Of all the industries locating in our state, the largest and most successful is the automotive industry. Starting with Mercedes in 1993, Alabama has led the nation in attracting major automakers and their suppliers. Alabama came in second in the last two major competitions for automakers, and as it turns out that may not be that bad.

Alabama was in the running for the new Kia plant, but it went to a site in Georgia just across the state line near Lanett. Just last week, Volkswagen chose Chattanooga, Tenn., over a site in Limestone County. There was great disappointment, but it doesn’t mean there will be no job benefits for our citizens. Both of these manufacturers located close to our borders, and many of their suppliers can and will locate here. State officials said that Alabama got more than 4,000 Kia supplier jobs, and that number could continue to grow. Also, about 20 percent of the Kia workers are expected to be Alabamians who commute across the border.The same could happen for VW, which will not be that far from the Northeast corner of the state. We just need to be vigilant, make sure these companies understand how we can work with them, and make sure our citizens are trained and ready for these jobs.

That is where education comes in. According to industry analysts and experts, Alabama has the nation’s premier skill preparation program with the Alabama Industrial Development Training (AIDT). AIDT works with companies and industries to make sure hard-working Alabamians have the knowledge they need to work in the modern manufacturing facility. The program has been a huge benefit to the state.

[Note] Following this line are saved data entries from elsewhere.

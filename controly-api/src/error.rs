/// Error handling for the API server
///
/// All handlers return `Result<T, ApiError>`, which converts to an HTTP
/// response with a JSON body:
///
/// ```json
/// { "error": "PLAN_LIMIT_EXCEEDED", "message": "...", "details": { ... } }
/// ```
///
/// `details` carries per-field errors for validation failures and the module,
/// action, count and limit for entitlement denials.
///
/// # Example
///
/// ```
/// use controly_api::error::{ApiError, ApiResult};
/// use axum::Json;
/// use serde_json::json;
///
/// async fn handler(found: bool) -> ApiResult<Json<serde_json::Value>> {
///     if !found {
///         return Err(ApiError::NotFound("Company not found".to_string()));
///     }
///     Ok(Json(json!({ "ok": true })))
/// }
/// ```

use axum::{
    http::StatusCode,
    response::{IntoResponse, Response},
    Json,
};
use controly_shared::{
    auth::{authorization::AuthzError, jwt::JwtError, middleware::AuthError, password::PasswordError},
    entitlement::{DenialDetails, EntitlementDenial, EntitlementError},
};
use serde::{Deserialize, Serialize};
use std::fmt;

/// API result type alias
pub type ApiResult<T> = Result<T, ApiError>;

/// Unified API error type
#[derive(Debug)]
pub enum ApiError {
    /// Bad request (400)
    BadRequest(String),

    /// Unauthorized (401)
    Unauthorized(String),

    /// Forbidden (403)
    Forbidden(String),

    /// Plan entitlement denial (403)
    Entitlement(EntitlementDenial),

    /// Not found (404)
    NotFound(String),

    /// Conflict (409) - e.g., duplicate email
    Conflict(String),

    /// Unprocessable entity (422) - validation errors
    ValidationError(Vec<ValidationErrorDetail>),

    /// Internal server error (500)
    InternalError(String),

    /// Service unavailable (503)
    ServiceUnavailable(String),
}

/// Validation error detail
#[derive(Debug, Clone, PartialEq, Eq, Serialize, Deserialize)]
pub struct ValidationErrorDetail {
    /// Field that failed validation
    pub field: String,

    /// Error message
    pub message: String,
}

/// Structured error context
#[derive(Debug, Clone, PartialEq, Serialize, Deserialize)]
#[serde(untagged)]
pub enum ErrorDetails {
    Validation(Vec<ValidationErrorDetail>),
    Entitlement(DenialDetails),
}

/// Error response format
#[derive(Debug, Serialize, Deserialize)]
pub struct ErrorResponse {
    /// Error code (e.g., "NOT_FOUND", "PLAN_LIMIT_EXCEEDED")
    pub error: String,

    /// Human-readable error message
    pub message: String,

    #[serde(skip_serializing_if = "Option::is_none")]
    pub details: Option<ErrorDetails>,
}

impl ApiError {
    /// Shorthand for a single-field validation failure
    pub fn invalid_field(field: &str, message: impl Into<String>) -> Self {
        ApiError::ValidationError(vec![ValidationErrorDetail {
            field: field.to_string(),
            message: message.into(),
        }])
    }

    pub fn status(&self) -> StatusCode {
        match self {
            ApiError::BadRequest(_) => StatusCode::BAD_REQUEST,
            ApiError::Unauthorized(_) => StatusCode::UNAUTHORIZED,
            ApiError::Forbidden(_) | ApiError::Entitlement(_) => StatusCode::FORBIDDEN,
            ApiError::NotFound(_) => StatusCode::NOT_FOUND,
            ApiError::Conflict(_) => StatusCode::CONFLICT,
            ApiError::ValidationError(_) => StatusCode::UNPROCESSABLE_ENTITY,
            ApiError::InternalError(_) => StatusCode::INTERNAL_SERVER_ERROR,
            ApiError::ServiceUnavailable(_) => StatusCode::SERVICE_UNAVAILABLE,
        }
    }
}

impl fmt::Display for ApiError {
    fn fmt(&self, f: &mut fmt::Formatter<'_>) -> fmt::Result {
        match self {
            ApiError::BadRequest(msg) => write!(f, "Bad request: {}", msg),
            ApiError::Unauthorized(msg) => write!(f, "Unauthorized: {}", msg),
            ApiError::Forbidden(msg) => write!(f, "Forbidden: {}", msg),
            ApiError::Entitlement(denial) => write!(f, "{}: {}", denial.code(), denial),
            ApiError::NotFound(msg) => write!(f, "Not found: {}", msg),
            ApiError::Conflict(msg) => write!(f, "Conflict: {}", msg),
            ApiError::ValidationError(errors) => {
                write!(f, "Validation failed: {} errors", errors.len())
            }
            ApiError::InternalError(msg) => write!(f, "Internal error: {}", msg),
            ApiError::ServiceUnavailable(msg) => write!(f, "Service unavailable: {}", msg),
        }
    }
}

impl std::error::Error for ApiError {}

impl IntoResponse for ApiError {
    fn into_response(self) -> Response {
        let status = self.status();

        let (error_code, message, details) = match self {
            ApiError::BadRequest(msg) => ("BAD_REQUEST", msg, None),
            ApiError::Unauthorized(msg) => ("UNAUTHORIZED", msg, None),
            ApiError::Forbidden(msg) => ("FORBIDDEN", msg, None),
            ApiError::Entitlement(denial) => (
                denial.code(),
                denial.to_string(),
                Some(ErrorDetails::Entitlement(*denial.details())),
            ),
            ApiError::NotFound(msg) => ("NOT_FOUND", msg, None),
            ApiError::Conflict(msg) => ("CONFLICT", msg, None),
            ApiError::ValidationError(errors) => (
                "VALIDATION_ERROR",
                "Request validation failed".to_string(),
                Some(ErrorDetails::Validation(errors)),
            ),
            ApiError::InternalError(msg) => {
                // Log internal errors but don't expose details to clients
                tracing::error!("Internal error: {}", msg);
                (
                    "INTERNAL_ERROR",
                    "An internal error occurred".to_string(),
                    None,
                )
            }
            ApiError::ServiceUnavailable(msg) => ("SERVICE_UNAVAILABLE", msg, None),
        };

        let body = Json(ErrorResponse {
            error: error_code.to_string(),
            message,
            details,
        });

        (status, body).into_response()
    }
}

/// Convert sqlx errors to API errors
impl From<sqlx::Error> for ApiError {
    fn from(err: sqlx::Error) -> Self {
        match err {
            sqlx::Error::RowNotFound => ApiError::NotFound("Resource not found".to_string()),
            sqlx::Error::Database(db_err) => {
                if db_err.is_unique_violation() {
                    return match db_err.constraint() {
                        Some(c) if c.contains("email") => {
                            ApiError::Conflict("Email already exists".to_string())
                        }
                        Some(c) if c.contains("default") => {
                            ApiError::Conflict("Another plan is already the default".to_string())
                        }
                        Some(c) if c.starts_with("plans") => {
                            ApiError::Conflict("Plan name already exists".to_string())
                        }
                        Some(c) => ApiError::Conflict(format!("Constraint violation: {}", c)),
                        None => ApiError::Conflict("Resource already exists".to_string()),
                    };
                }

                if db_err.is_foreign_key_violation() {
                    return ApiError::BadRequest("Referenced resource does not exist".to_string());
                }

                if db_err.is_check_violation() {
                    return ApiError::BadRequest(format!(
                        "Constraint violation: {}",
                        db_err.constraint().unwrap_or("check")
                    ));
                }

                // Other database errors are internal
                ApiError::InternalError(format!("Database error: {}", db_err))
            }
            sqlx::Error::PoolTimedOut => {
                ApiError::ServiceUnavailable("Database is busy, retry shortly".to_string())
            }
            _ => ApiError::InternalError(format!("Database error: {}", err)),
        }
    }
}

/// Convert request validation errors to API errors
impl From<validator::ValidationErrors> for ApiError {
    fn from(errors: validator::ValidationErrors) -> Self {
        let mut details: Vec<ValidationErrorDetail> = errors
            .field_errors()
            .iter()
            .flat_map(|(field, errors)| {
                errors.iter().map(move |error| ValidationErrorDetail {
                    field: field.to_string(),
                    message: error
                        .message
                        .as_ref()
                        .map(|m| m.to_string())
                        .unwrap_or_else(|| "Validation failed".to_string()),
                })
            })
            .collect();

        // field_errors() iterates a HashMap
        details.sort_by(|a, b| a.field.cmp(&b.field));

        ApiError::ValidationError(details)
    }
}

/// Convert auth errors to API errors
impl From<AuthError> for ApiError {
    fn from(err: AuthError) -> Self {
        ApiError::Unauthorized(err.to_string())
    }
}

/// Convert authorization errors to API errors
impl From<AuthzError> for ApiError {
    fn from(err: AuthzError) -> Self {
        ApiError::Forbidden(err.to_string())
    }
}

/// Convert entitlement errors to API errors
impl From<EntitlementError> for ApiError {
    fn from(err: EntitlementError) -> Self {
        match err {
            EntitlementError::Denied(denial) => ApiError::Entitlement(denial),
            EntitlementError::NoAccount => ApiError::Forbidden(err.to_string()),
            EntitlementError::AccountNotFound(_) => {
                ApiError::NotFound("Business account not found".to_string())
            }
            EntitlementError::AccountInactive(_) => {
                ApiError::Forbidden("Business account is inactive".to_string())
            }
            EntitlementError::Database(err) => err.into(),
        }
    }
}

/// Convert password errors to API errors
impl From<PasswordError> for ApiError {
    fn from(err: PasswordError) -> Self {
        ApiError::InternalError(format!("Password operation failed: {}", err))
    }
}

/// Convert JWT errors to API errors
impl From<JwtError> for ApiError {
    fn from(err: JwtError) -> Self {
        match err {
            JwtError::CreateError(msg) => {
                ApiError::InternalError(format!("Token creation failed: {}", msg))
            }
            JwtError::Expired => ApiError::Unauthorized("Token expired".to_string()),
            JwtError::InvalidIssuer => ApiError::Unauthorized("Invalid token issuer".to_string()),
            _ => ApiError::Unauthorized(format!("Invalid token: {}", err)),
        }
    }
}

#[cfg(test)]
mod tests {
    use super::*;
    use controly_shared::entitlement::Action;
    use controly_shared::models::module::ModuleType;

    async fn body_json(response: Response) -> serde_json::Value {
        let bytes = axum::body::to_bytes(response.into_body(), usize::MAX)
            .await
            .unwrap();
        serde_json::from_slice(&bytes).unwrap()
    }

    #[test]
    fn test_error_display() {
        let err = ApiError::BadRequest("Invalid input".to_string());
        assert_eq!(err.to_string(), "Bad request: Invalid input");

        let err = ApiError::NotFound("User not found".to_string());
        assert_eq!(err.to_string(), "Not found: User not found");
    }

    #[test]
    fn test_validation_error() {
        let errors = vec![
            ValidationErrorDetail {
                field: "email".to_string(),
                message: "Invalid email format".to_string(),
            },
            ValidationErrorDetail {
                field: "password".to_string(),
                message: "Password too short".to_string(),
            },
        ];

        let err = ApiError::ValidationError(errors);
        assert_eq!(err.to_string(), "Validation failed: 2 errors");
        assert_eq!(err.status(), StatusCode::UNPROCESSABLE_ENTITY);
    }

    #[tokio::test]
    async fn test_plan_limit_response() {
        let denial = EntitlementDenial::PlanLimitExceeded(DenialDetails {
            module_type: ModuleType::Contacts,
            action: Action::Create,
            current_count: 100,
            limit: Some(100),
        });

        let response = ApiError::from(EntitlementError::Denied(denial)).into_response();
        assert_eq!(response.status(), StatusCode::FORBIDDEN);

        let json = body_json(response).await;
        assert_eq!(json["error"], "PLAN_LIMIT_EXCEEDED");
        assert_eq!(json["details"]["moduleType"], "CONTACTS");
        assert_eq!(json["details"]["action"], "create");
        assert_eq!(json["details"]["currentCount"], 100);
        assert_eq!(json["details"]["limit"], 100);
    }

    #[tokio::test]
    async fn test_module_not_available_response() {
        let denial = EntitlementDenial::ModuleNotAvailable(DenialDetails {
            module_type: ModuleType::Crm,
            action: Action::View,
            current_count: 0,
            limit: None,
        });

        let json = body_json(ApiError::Entitlement(denial).into_response()).await;
        assert_eq!(json["error"], "MODULE_NOT_AVAILABLE");
        assert!(json["details"]["limit"].is_null());
    }

    #[tokio::test]
    async fn test_internal_error_is_hidden() {
        let response =
            ApiError::InternalError("connection reset by peer".to_string()).into_response();
        assert_eq!(response.status(), StatusCode::INTERNAL_SERVER_ERROR);

        let json = body_json(response).await;
        assert_eq!(json["error"], "INTERNAL_ERROR");
        assert_eq!(json["message"], "An internal error occurred");
        assert!(json.get("details").is_none());
    }

    #[test]
    fn test_account_errors_mapping() {
        let id = uuid::Uuid::new_v4();
        assert_eq!(
            ApiError::from(EntitlementError::AccountInactive(id)).status(),
            StatusCode::FORBIDDEN
        );
        assert_eq!(
            ApiError::from(EntitlementError::AccountNotFound(id)).status(),
            StatusCode::NOT_FOUND
        );
        assert_eq!(
            ApiError::from(EntitlementError::NoAccount).status(),
            StatusCode::FORBIDDEN
        );
    }

    #[test]
    fn test_row_not_found_maps_to_404() {
        assert_eq!(
            ApiError::from(sqlx::Error::RowNotFound).status(),
            StatusCode::NOT_FOUND
        );
    }

    #[test]
    fn test_jwt_errors_are_unauthorized() {
        assert_eq!(ApiError::from(JwtError::Expired).status(), StatusCode::UNAUTHORIZED);
        assert_eq!(
            ApiError::from(JwtError::WrongTokenType { expected: "refresh" }).status(),
            StatusCode::UNAUTHORIZED
        );
        assert_eq!(
            ApiError::from(JwtError::CreateError("boom".to_string())).status(),
            StatusCode::INTERNAL_SERVER_ERROR
        );
    }
}
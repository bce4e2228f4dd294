/// API route handlers
///
/// Organized by resource:
///
/// - `health`: Health check endpoint
/// - `auth`: Registration, login, token refresh, current user
/// - `modules`, `plans`: Public catalog used during plan selection
/// - `permissions`: Per-module verdicts of the current user
/// - `account`: The current business account and its plan
/// - `users`, `companies`, `opportunities`, `activities`: Tenant resources
/// - `admin`: Platform operator endpoints

pub mod account;
pub mod activities;
pub mod admin;
pub mod auth;
pub mod companies;
pub mod health;
pub mod modules;
pub mod opportunities;
pub mod permissions;
pub mod plans;
pub mod users;

const DEFAULT_PAGE_SIZE: i64 = 50;
const MAX_PAGE_SIZE: i64 = 200;

/// Clamps `limit`/`offset` query parameters
pub(crate) fn page(limit: Option<i64>, offset: Option<i64>) -> (i64, i64) {
    (
        limit.unwrap_or(DEFAULT_PAGE_SIZE).clamp(1, MAX_PAGE_SIZE),
        offset.unwrap_or(0).max(0),
    )
}

#[cfg(test)]
mod tests {
    use super::*;

    #[test]
    fn test_page_defaults_and_bounds() {
        assert_eq!(page(None, None), (50, 0));
        assert_eq!(page(Some(0), Some(-5)), (1, 0));
        assert_eq!(page(Some(10_000), Some(40)), (200, 40));
    }
}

We also have been aggressive with our community college system to educate and train people for growing industries like healthcare, making sure people have opportunity to get qualifications needed to get that better job.

Let’s hope the economy turns around soon, energy prices drop and the job market heats up again. But no matter what happens, Alabama will still keep doing what it has been doing on the job front, making sure the greatest amount of opportunity exists for our citizens to get good jobs.